CAB, Model View Presenter, Passive View, and Humble Dialog

In trying to wrap my head around how solutions should be designed and componentized in SCSF/CAB, I’ve spent a bit of time trying to study up on Model View Controller (MVC) and Model View Presenter (MVP).

The packaged documentation, in my opinion, doesn’t necessarily do a good job of covering these two topics and the variations of MVP that really make sense in CAB.

One of the best resources for discourse on these two topics is Martin Fowler’s article on GUI Architectures, which provides a broad view of three of the most common underlying architectural choices for many of the GUIs that we work with today.

Of note is that Fowler’s entry for MVP has been retired; instead, replaced with Passive View (PV) and Supervising Controller (SC).

What I’ve observed is that PV is more “aligned” with the design of the components in CAB than SC, which Fowler summarizes:

The separation advantage is that it pulls all the behavioral complexity away from the basic window itself, making it easier to understand. This advantage is offset by the fact that the controller is still closely coupled to its screen, needing a pretty intimate knowledge of the details of the screen. In which case there is a real question mark over whether it’s worth the effort of making it a separate object.

In my opinion, since the CAB generated presenter isn’t coupled with a concrete implementation of the view, PV is the way to go since this will allow a lower level of coupling with the concrete implementation of the view.  I went about this by adding interface methods to return Control (one could go as generic as Object as well) instances from the view which would then be rendered, wired, and databound by the presenter.  In other words, it’s not really Model View Presenter as the documentation would have you believe.

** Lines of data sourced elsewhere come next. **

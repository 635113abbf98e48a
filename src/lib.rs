//! Codex Bridge - Run the Codex CLI and stream its structured output.

pub mod bridge;
pub mod cli;
pub mod config;
pub mod display;
pub mod probe;
//! Bridge runner: one Codex CLI process per turn, streamed into callbacks.
//!
//! This module connects the command builder, process spawner, stream
//! reader, reducer and registry. Each [`CodexBridge::send_message`] call
//! runs on its own task; nothing escapes it except the final
//! [`CliResult`].

use std::path::PathBuf;
use std::process::ExitStatus;
use std::sync::{Arc, PoisonError, RwLock};
use std::time::Duration;

use futures_util::StreamExt;
use serde::{Deserialize, Serialize};
use tokio::task::JoinHandle;

use crate::bridge::{
    CliResult, EventReducer, LastSession, MessageCallback, ProcessRegistry, RegistryError,
    DEFAULT_INTERRUPT_GRACE,
};
use crate::cli::{
    drain_stderr, read_lines, CodexCommand, CodexProcess, LaunchOptions, SpawnError,
};
use crate::config::BridgeConfig;
use crate::probe::{self, CliEnvironment};

/// Executable name used when none is configured.
pub const DEFAULT_EXECUTABLE: &str = "codex";

/// Environment variable carrying the credential into the child.
pub const DEFAULT_API_KEY_ENV: &str = "CODEX_API_KEY";

/// Error type for invocation setup.
#[derive(thiserror::Error, Debug)]
pub enum BridgeError {
    /// The process could not be spawned.
    #[error(transparent)]
    Spawn(#[from] SpawnError),
    /// The channel already has a live process.
    #[error(transparent)]
    Registry(#[from] RegistryError),
    /// Process stdout was not available.
    #[error("Process stdout not available")]
    NoStdout,
    /// Process stderr was not available.
    #[error("Process stderr not available")]
    NoStderr,
}

/// A file attached to a message. Passed through untouched.
#[derive(Debug, Clone, Default, PartialEq, Eq, Serialize, Deserialize)]
pub struct Attachment {
    /// File name shown to the user.
    pub file_name: String,
    /// MIME type, if known.
    #[serde(default, skip_serializing_if = "Option::is_none")]
    pub media_type: Option<String>,
    /// Encoded file content.
    #[serde(default)]
    pub data: String,
}

/// Inputs of one invocation.
#[derive(Debug, Clone, Default)]
pub struct MessageRequest {
    /// Channel the invocation belongs to.
    pub channel_id: String,
    /// Task text.
    pub message: String,
    /// Thread to resume.
    pub session_id: Option<String>,
    /// Working directory.
    pub cwd: Option<String>,
    /// Attached files.
    pub attachments: Vec<Attachment>,
    /// Permission mode (`full-auto` or a tool-defined mode).
    pub permission_mode: Option<String>,
    /// Model name.
    pub model: Option<String>,
}

impl MessageRequest {
    /// Create a request for `message` on `channel_id`.
    #[must_use]
    pub fn new(channel_id: impl Into<String>, message: impl Into<String>) -> Self {
        Self {
            channel_id: channel_id.into(),
            message: message.into(),
            ..Default::default()
        }
    }

    /// Resume the given thread.
    #[must_use]
    pub fn session_id(mut self, session_id: impl Into<String>) -> Self {
        self.session_id = Some(session_id.into());
        self
    }

    /// Run in the given directory.
    #[must_use]
    pub fn cwd(mut self, cwd: impl Into<String>) -> Self {
        self.cwd = Some(cwd.into());
        self
    }

    /// Attach files.
    #[must_use]
    pub fn attachments(mut self, attachments: Vec<Attachment>) -> Self {
        self.attachments = attachments;
        self
    }

    /// Set the permission mode.
    #[must_use]
    pub fn permission_mode(mut self, mode: impl Into<String>) -> Self {
        self.permission_mode = Some(mode.into());
        self
    }

    /// Set the model.
    #[must_use]
    pub fn model(mut self, model: impl Into<String>) -> Self {
        self.model = Some(model.into());
        self
    }
}

/// Reply to [`CodexBridge::launch_channel`].
#[derive(Debug, Clone, PartialEq, Eq, Serialize, Deserialize)]
#[serde(rename_all = "camelCase")]
pub struct ChannelInfo {
    /// Always true; launching a channel only prepares bookkeeping.
    pub success: bool,
    /// Channel identifier.
    pub channel_id: String,
    /// Thread the channel starts from, if any.
    #[serde(skip_serializing_if = "Option::is_none")]
    pub session_id: Option<String>,
    /// Status text.
    pub message: String,
}

#[derive(Debug, Clone)]
struct Settings {
    executable: String,
    api_key: Option<String>,
    api_key_env: String,
    model: Option<String>,
    permission_mode: Option<String>,
}

impl Default for Settings {
    fn default() -> Self {
        Self {
            executable: DEFAULT_EXECUTABLE.to_string(),
            api_key: None,
            api_key_env: DEFAULT_API_KEY_ENV.to_string(),
            model: None,
            permission_mode: None,
        }
    }
}

/// Bridge between a host and the Codex CLI.
///
/// Cheap to clone; clones share settings, the process registry and the
/// last-known thread.
#[derive(Debug, Clone)]
pub struct CodexBridge {
    settings: Arc<RwLock<Settings>>,
    last_session: Arc<LastSession>,
    registry: Arc<ProcessRegistry>,
}

impl Default for CodexBridge {
    fn default() -> Self {
        Self::new()
    }
}

impl CodexBridge {
    /// Create a bridge with default settings.
    #[must_use]
    pub fn new() -> Self {
        Self::with_interrupt_grace(DEFAULT_INTERRUPT_GRACE)
    }

    /// Create a bridge with a custom SIGTERM-to-SIGKILL grace period.
    #[must_use]
    pub fn with_interrupt_grace(grace: Duration) -> Self {
        Self {
            settings: Arc::new(RwLock::new(Settings::default())),
            last_session: Arc::new(LastSession::new()),
            registry: Arc::new(ProcessRegistry::new(grace)),
        }
    }

    /// Create a bridge from loaded configuration.
    #[must_use]
    pub fn from_config(config: &BridgeConfig) -> Self {
        let bridge = Self::with_interrupt_grace(config.interrupt_grace());
        {
            let mut settings = bridge.settings_mut();
            settings.executable.clone_from(&config.executable);
            settings.api_key.clone_from(&config.api_key);
            settings.api_key_env.clone_from(&config.api_key_env);
            settings.model.clone_from(&config.model);
            settings.permission_mode.clone_from(&config.permission_mode);
        }
        bridge
    }

    fn settings(&self) -> Settings {
        self.settings
            .read()
            .unwrap_or_else(PoisonError::into_inner)
            .clone()
    }

    fn settings_mut(&self) -> std::sync::RwLockWriteGuard<'_, Settings> {
        self.settings.write().unwrap_or_else(PoisonError::into_inner)
    }

    /// Set the Codex executable path.
    pub fn set_executable(&self, path: impl Into<String>) {
        let path = path.into();
        tracing::info!(path = %path, "Codex executable set");
        self.settings_mut().executable = path;
    }

    /// Get the Codex executable path.
    #[must_use]
    pub fn executable(&self) -> String {
        self.settings().executable
    }

    /// Set or clear the API key injected into child processes.
    pub fn set_api_key(&self, api_key: Option<String>) {
        tracing::info!(configured = api_key.is_some(), "API key updated");
        self.settings_mut().api_key = api_key;
    }

    /// Get the configured API key.
    #[must_use]
    pub fn api_key(&self) -> Option<String> {
        self.settings().api_key
    }

    /// Thread ID of the most recently started thread, on any channel.
    #[must_use]
    pub fn last_session(&self) -> Option<String> {
        self.last_session.get()
    }

    /// Number of live invocations.
    #[must_use]
    pub fn active_count(&self) -> usize {
        self.registry.active_count()
    }

    /// Prepare a channel, optionally seeding the last-known thread.
    pub fn launch_channel(&self, channel_id: &str, session_id: Option<&str>) -> ChannelInfo {
        let session_id = crate::cli::usable(session_id).map(ToString::to_string);
        if let Some(id) = &session_id {
            self.last_session.set(id.clone());
        }
        tracing::info!(channel = %channel_id, ?session_id, "Codex CLI channel ready");
        ChannelInfo {
            success: true,
            channel_id: channel_id.to_string(),
            session_id,
            message: "Codex CLI channel ready".to_string(),
        }
    }

    /// Build the argument vector for a request against the current state.
    #[must_use]
    pub fn build_command(&self, request: &MessageRequest) -> CodexCommand {
        let settings = self.settings();
        CodexCommand::new(request.message.clone())
            .permission_mode(
                request
                    .permission_mode
                    .as_deref()
                    .or(settings.permission_mode.as_deref()),
            )
            .model(request.model.as_deref().or(settings.model.as_deref()))
            .resume(request.session_id.as_deref())
            .resume_last(self.last_session.is_set())
    }

    /// Start an invocation on its own task.
    ///
    /// The task resolves to the same result passed to `on_complete`.
    pub fn send_message(
        &self,
        request: MessageRequest,
        callback: Arc<dyn MessageCallback>,
    ) -> JoinHandle<CliResult> {
        let bridge = self.clone();
        tokio::spawn(async move { bridge.run(&request, callback.as_ref()).await })
    }

    /// Run an invocation to completion on the current task.
    ///
    /// Never fails: setup errors become a failed result, reported through
    /// `on_error` followed by `on_complete`.
    pub async fn run(&self, request: &MessageRequest, callback: &dyn MessageCallback) -> CliResult {
        match self.execute(request, callback).await {
            Ok(result) => {
                callback.on_complete(&result);
                result
            }
            Err(e) => {
                tracing::error!(channel = %request.channel_id, error = %e, "Codex CLI execution failed");
                let result = CliResult::failed(e.to_string());
                callback.on_error(&e.to_string());
                callback.on_complete(&result);
                result
            }
        }
    }

    async fn execute(
        &self,
        request: &MessageRequest,
        callback: &dyn MessageCallback,
    ) -> Result<CliResult, BridgeError> {
        let channel = request.channel_id.as_str();
        if self.registry.is_active(channel) {
            return Err(RegistryError::ChannelBusy {
                channel: channel.to_string(),
            }
            .into());
        }

        let settings = self.settings();
        let command = self.build_command(request);
        tracing::info!(
            channel = %channel,
            executable = %settings.executable,
            args = ?command.build_args(),
            attachments = request.attachments.len(),
            "Executing Codex CLI"
        );

        let mut options = LaunchOptions::default().working_dir(request.cwd.as_deref());
        if let Some(key) = settings.api_key.as_deref().filter(|k| !k.is_empty()) {
            tracing::debug!(env = %settings.api_key_env, "API key configured");
            options = options.env(settings.api_key_env.clone(), key);
        }

        let mut process = CodexProcess::spawn(&settings.executable, &command, &options)?;
        let stdout = process.take_stdout().ok_or(BridgeError::NoStdout)?;
        let stderr = process.take_stderr().ok_or(BridgeError::NoStderr)?;
        let (registration, signals) = self.registry.register(channel, process.id())?;

        let stderr_task = drain_stderr(stderr, channel);
        let exit_task = tokio::spawn(signals.supervise(process));

        let mut reducer = EventReducer::new();
        let mut lines = std::pin::pin!(read_lines(stdout));
        while let Some(line) = lines.next().await {
            let line = match line {
                Ok(line) => line,
                Err(e) => {
                    tracing::warn!(channel = %channel, error = %e, "Stopped reading stdout");
                    break;
                }
            };
            reducer.record_raw(&line.raw);

            match line.event {
                None => {}
                Some(Err(e)) => {
                    tracing::warn!(channel = %channel, line = %line.raw, error = %e, "Skipping malformed line");
                }
                Some(Ok(event)) => {
                    if let Some(thread_id) = event.thread_id() {
                        self.last_session.set(thread_id);
                    }
                    if let Some(notification) = reducer.apply(&event) {
                        notification.deliver(callback);
                    }
                }
            }
        }

        let exit_code = match exit_task.await {
            Ok(Ok(status)) => exit_code(status),
            Ok(Err(e)) => {
                tracing::warn!(channel = %channel, error = %e, "Failed to wait for Codex CLI");
                -1
            }
            Err(e) => {
                tracing::warn!(channel = %channel, error = %e, "Exit watcher task failed");
                -1
            }
        };
        if let Err(e) = stderr_task.await {
            tracing::debug!(channel = %channel, error = %e, "Stderr task failed");
        }

        let interrupted = registration.is_interrupted();
        drop(registration);

        if interrupted {
            tracing::info!(channel = %channel, "Process interrupted by user");
        } else {
            tracing::info!(channel = %channel, exit_code, "Codex CLI exited");
        }
        Ok(reducer.finish(exit_code, interrupted))
    }

    /// Interrupt the live invocation on `channel_id`.
    ///
    /// No-op when the channel has no live process.
    pub async fn interrupt(&self, channel_id: &str) -> bool {
        self.registry.interrupt(channel_id).await
    }

    /// Force-kill every live invocation.
    pub async fn cleanup_all(&self) {
        self.registry.cleanup_all().await;
    }

    /// Run the configured executable with `--version`.
    pub async fn check_environment(&self) -> CliEnvironment {
        probe::check_environment(&self.executable()).await
    }

    /// Locate a usable Codex executable.
    #[must_use]
    pub fn detect_executable(&self) -> Option<PathBuf> {
        probe::detect_executable(&self.executable())
    }
}

/// Exit code of a finished process; signals map to `128 + signo`.
fn exit_code(status: ExitStatus) -> i32 {
    #[cfg(unix)]
    {
        use std::os::unix::process::ExitStatusExt;
        status
            .code()
            .or_else(|| status.signal().map(|signal| 128 + signal))
            .unwrap_or(-1)
    }

    #[cfg(not(unix))]
    {
        status.code().unwrap_or(-1)
    }
}
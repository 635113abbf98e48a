//! CLI module for Codex process spawning and stream parsing.

mod events;
mod process;
mod stream;

pub use events::*;
pub use process::*;
pub use stream::*;
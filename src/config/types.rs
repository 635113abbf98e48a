//! Configuration types.

use std::time::Duration;

use serde::{Deserialize, Serialize};

/// Bridge configuration loaded from TOML.
#[derive(Debug, Clone, PartialEq, Eq, Serialize, Deserialize)]
#[serde(default)]
pub struct BridgeConfig {
    /// Codex executable name or path.
    pub executable: String,
    /// API key injected into every child process.
    #[serde(skip_serializing_if = "Option::is_none")]
    pub api_key: Option<String>,
    /// Environment variable name the API key is injected as.
    pub api_key_env: String,
    /// Milliseconds between SIGTERM and SIGKILL on interrupt.
    pub interrupt_grace_ms: u64,
    /// Default model when a request names none.
    #[serde(skip_serializing_if = "Option::is_none")]
    pub model: Option<String>,
    /// Default permission mode when a request names none.
    #[serde(skip_serializing_if = "Option::is_none")]
    pub permission_mode: Option<String>,
}

fn default_executable() -> String {
    "codex".to_string()
}

fn default_api_key_env() -> String {
    "CODEX_API_KEY".to_string()
}

fn default_interrupt_grace_ms() -> u64 {
    1000
}

impl Default for BridgeConfig {
    fn default() -> Self {
        Self {
            executable: default_executable(),
            api_key: None,
            api_key_env: default_api_key_env(),
            interrupt_grace_ms: default_interrupt_grace_ms(),
            model: None,
            permission_mode: None,
        }
    }
}

impl BridgeConfig {
    /// Interrupt grace period as a `Duration`.
    #[must_use]
    pub fn interrupt_grace(&self) -> Duration {
        Duration::from_millis(self.interrupt_grace_ms)
    }
}
//! Colored CLI display utilities for bridge output.
//!
//! This module provides functions for printing colored, formatted output
//! to the terminal while a Codex turn streams through the bridge.

use std::io::{self, Write};
use std::path::Path;

use chrono::Utc;
use owo_colors::OwoColorize;

use crate::bridge::{BridgeMessage, CliResult, MessageKind};
use crate::probe::CliEnvironment;

/// Get current timestamp in the same format as tracing.
fn timestamp() -> String {
    Utc::now().format("%Y-%m-%dT%H:%M:%S%.6fZ").to_string()
}

/// Truncate a string to a maximum number of characters, adding ellipsis if
/// truncated.
#[must_use]
pub fn truncate(s: &str, max_len: usize, raw_mode: bool) -> String {
    if raw_mode || s.chars().count() <= max_len {
        return s.to_string();
    }
    if max_len <= 3 {
        return "...".to_string();
    }
    let kept: String = s.chars().take(max_len - 3).collect();
    format!("{kept}...")
}

/// Print thread start information.
pub fn print_session_start(channel: &str, thread_id: &str, raw_mode: bool) {
    println!(
        "{} {} channel={}, thread={}",
        timestamp().dimmed(),
        "[SESSION]".blue().bold(),
        channel.cyan(),
        truncate(thread_id, 36, raw_mode).dimmed()
    );
    let _ = io::stdout().flush();
}

/// Print a turn start marker.
pub fn print_turn_start() {
    println!("{} {}", timestamp().dimmed(), "[TURN]".blue().bold());
    let _ = io::stdout().flush();
}

/// Print assistant text.
pub fn print_text(text: &str) {
    println!("{text}");
    let _ = io::stdout().flush();
}

/// Print a turn end marker.
pub fn print_turn_end() {
    println!(
        "{} {} {}",
        timestamp().dimmed(),
        "[TURN]".blue().bold(),
        "done".dimmed()
    );
    let _ = io::stdout().flush();
}

/// Print an error message.
pub fn print_error(message: &str) {
    println!("{} {}", "[ERROR]".red().bold(), message);
    let _ = io::stdout().flush();
}

/// Print the final result of an invocation.
pub fn print_result(result: &CliResult, raw_mode: bool) {
    let ts = timestamp();
    let thread = result
        .thread_id
        .as_deref()
        .map_or(String::new(), |id| format!("thread={}", truncate(id, 36, raw_mode)));

    if result.success {
        println!(
            "{} {} Completed ({} messages) {}",
            ts.dimmed(),
            "[RESULT]".green().bold(),
            result.message_count,
            thread.dimmed()
        );
    } else {
        println!(
            "{} {} {} {}",
            ts.dimmed(),
            "[RESULT]".red().bold(),
            truncate(result.error.as_deref().unwrap_or("Failed"), 200, raw_mode).red(),
            thread.dimmed()
        );
    }

    if let Some(usage) = result.usage {
        println!(
            "{} {} input={} cached={} output={}",
            ts.dimmed(),
            "[USAGE]".magenta().bold(),
            usage.input_tokens,
            usage.cached_input_tokens,
            usage.output_tokens
        );
    }
    let _ = io::stdout().flush();
}

/// Print one bridge notification.
pub fn print_bridge_message(channel: &str, message: &BridgeMessage, raw_mode: bool) {
    match message {
        BridgeMessage::Message { kind, payload } => match kind {
            MessageKind::SessionId => print_session_start(channel, payload, raw_mode),
            MessageKind::MessageStart => print_turn_start(),
            MessageKind::Content => print_text(payload),
            MessageKind::MessageEnd => print_turn_end(),
        },
        BridgeMessage::Error { message } => print_error(message),
        BridgeMessage::Complete { result } => print_result(result, raw_mode),
    }
}

/// Print the outcome of a `--version` probe.
pub fn print_environment(env: &CliEnvironment) {
    let ts = timestamp();
    if env.available {
        println!(
            "{} {} {} ({}) - {}",
            ts.dimmed(),
            "[CODEX]".magenta().bold(),
            env.path.as_deref().unwrap_or("codex").cyan(),
            env.version.as_deref().unwrap_or("unknown").dimmed(),
            "available".green()
        );
    } else {
        println!(
            "{} {} {} - {}",
            ts.dimmed(),
            "[CODEX]".magenta().bold(),
            "unavailable".red(),
            env.error.as_deref().unwrap_or("unknown error").dimmed()
        );
    }
    let _ = io::stdout().flush();
}

/// Print the outcome of executable detection.
pub fn print_detected(path: Option<&Path>) {
    match path {
        Some(path) => println!(
            "{} {}",
            "[DETECT]".green().bold(),
            path.display().to_string().cyan()
        ),
        None => println!(
            "{} {}",
            "[DETECT]".red().bold(),
            "no codex executable found".dimmed()
        ),
    }
    let _ = io::stdout().flush();
}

Regardless, this allows a great deal of flexibility in the design of the module as a whole as the view can truly be replaced completely independently of the presenter since the presenter is only coupled with the interface class.  In addition, it allows for easy replacement of data visualization types using the adapter pattern to connect data to the control type (for example, having one adapter if the returned control is of type TreeView and another when the control is a DataGridView).

However, an even better description of the architectural intent of CAB modules is Humble Dialog, a pattern formalized by Michael Feathers.  What Feathers terms “smart object” is congruent to the presenter, which “pushes data onto the view class” through a view interface.  The view, of course, is the actual UserControl derived view class.  Now this leaves a key question: what is the place of the model in such a pattern?  Does it have a place?  With SCSF (but not necessarily with CAB when used with desktop applications), the classic sense of the model almost has no place in such an architecture; the model is but a dumb container for data.  It leaves you with what Fowler terms an Anemic Domain Model, an “anti-pattern”:

The basic symptom of an Anemic Domain Model is that at first blush it looks like the real thing. There are objects, many named after the nouns in the domain space, and these objects are connected with the rich relationships and structure that true domain models have. The catch comes when you look at the behavior, and you realize that there is hardly any behavior on these objects, making them little more than bags of getters and setters. Indeed often these models come with design rules that say that you are not to put any domain logic in the the domain objects. Instead there are a set of service objects which capture all the domain logic. These services live on top of the domain model and use the domain model for data.

While Fowler views this pattern with disdain, I can’t help but wonder whether it is the most natural choice for a smart client style application which should rely heavily on service layers to handle the data models.  Otherwise, it would seem that one would end up writing a great deal of domain objects which were nothing more than shells (well, perhaps this is still useful if complex service interactions are necessary) which make the calls through the service proxies.